Using a house as a metaphor, she stressed the need to not just open the door but invite people into the living room where people can get to know one another, have conversations and build relationships.

“You should open the door to the living room, not just open the door and say ‘alright, see you all next week,’” she said, describing the limits of a once-a-week broadcast.

That’s where social technology can come in.

Going digital allows for constant discipleship throughout the entire week, she highlighted.

“Sometimes we think we’re discipling people if they are coming in the building on the weekend and watching a sermon when in fact discipleship is really the relational maturation of faith. You have to be in community with people,” she said.

Kinnaman pointed out that “most people experience this sort of buffet of content but they don’t know what to do with it.

“So actually, this digital crisis is going to force the church in a good way to be more multidimensional.”

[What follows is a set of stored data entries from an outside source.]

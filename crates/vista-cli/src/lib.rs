//! CLI logic for the Vista model viewer.
//!
//! Reads a model, applies the requested visibility, and writes the projected
//! view.

pub mod error_adapter;

mod args;
mod config;

pub use args::Args;

use std::{
    fs,
    io::{self, Write},
};

use log::{debug, info};

use vista::{ViewBuilder, VistaError, session::Action};

/// Run the Vista CLI application
///
/// Without `--show` or `--request` every element is shown. Otherwise the
/// request file's ids come first, followed by the `--show` ids, and the
/// whole list is handled as one `setVisibleElements` request.
///
/// # Errors
///
/// Returns `VistaError` for:
/// - File I/O errors
/// - Configuration loading errors
/// - Parsing errors
/// - Malformed request files
/// - Export errors
pub fn run(args: &Args) -> Result<(), VistaError> {
    info!(
        input_path = args.input,
        shown = args.show.len();
        "Processing model"
    );

    let app_config = config::load_config(args.config.as_ref())?;
    let format = args.format.unwrap_or(app_config.output().format());

    let source = fs::read_to_string(&args.input)?;

    let builder = ViewBuilder::new(app_config);
    let model = builder.parse(&source)?;
    let mut session = builder.session();

    let submission = match requested_ids(args)? {
        Some(ids) => {
            let action = Action::set_visible_elements(ids);
            builder.apply(&mut session, &model, &action)
        }
        None => builder.submit(&session, &model),
    };

    let output = builder.render(&submission, format)?;

    match &args.output {
        Some(path) => {
            fs::write(path, output)?;
            info!(output_file = path.as_str(); "View exported successfully");
        }
        None => {
            let mut stdout = io::stdout().lock();
            stdout.write_all(output.as_bytes())?;
            stdout.flush()?;
        }
    }

    Ok(())
}

/// Collect the ids to show, or `None` when no visibility was requested.
fn requested_ids(args: &Args) -> Result<Option<Vec<String>>, VistaError> {
    if args.request.is_none() && args.show.is_empty() {
        return Ok(None);
    }

    let mut ids = Vec::new();
    if let Some(path) = &args.request {
        let text = fs::read_to_string(path)?;
        let Action::SetVisibleElements {
            visible_element_ids,
        } = Action::from_toml(&text)?;
        debug!(path = path.as_str(), ids = visible_element_ids.len(); "Loaded request file");
        ids.extend(visible_element_ids);
    }
    ids.extend(args.show.iter().cloned());

    Ok(Some(ids))
}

According to a recent survey by the Barna Group, small group participation has doubled with the use of social media over the past few weeks as churches have closed their physical campuses.

Jones noted that Facebook groups — small groups, women’s and men’s groups, etc. — can be a tool for building relationships throughout the week. She and her husband, Pastor Timothy L. Jones Sr., who together lead Open Door Ministries in Gainesville, Florida, sometimes go live online with their groups to answer questions and share prayer requests.

First digital Easter

With the pandemic not expected to subside in the U.S. for another few months, most churches will be hosting a digital Easter on April 12.

“We are heading into the first digital Easter in the history of the church,” said Carey Nieuwhof of ChurchPulse Weekly and founding pastor of Connexus Church.

While many churches have longstanding traditions for Easter observances, they will have to reinvent those traditions this month as most Christians won’t be able to gather.

“Globally, this is a time of experimentation for the church,” said Bobby Gruenewald, founder of YouVersion and innovation leader at Life.Church, during the ChurchPulse Weekly broadcast. “It’s like a global wave of church innovation, ministry innovation taking place right now.

“I do think the digital things will yield some interesting results and there will be long-term effects from that.”

Innovation, he noted, occurs within constraints.

“Right now, we have these unique constraints that really are unthinkable or unheard of. No one would have ever predicted that we’d have a situation where not just in a particular country … but that across the entire world the doors of churches are physically closed at the same time,” Gruenewald said.

This is a time when the world needs the Good News more than ever, he emphasized, and churches are finding ways to serve the spiritual needs, among other needs.

Innovation, he pointed out, doesn’t have to be digital. Some of the innovative things that emerge from this time may have nothing to do with technology, he said.

While not dismissing the challenges, Gruenewald is optimistic that on the back side of the pandemic, the church will stand stronger.

“I really just believe we’ll see … a reboot of ministry in some ways that … I believe will just make us stronger,” he said.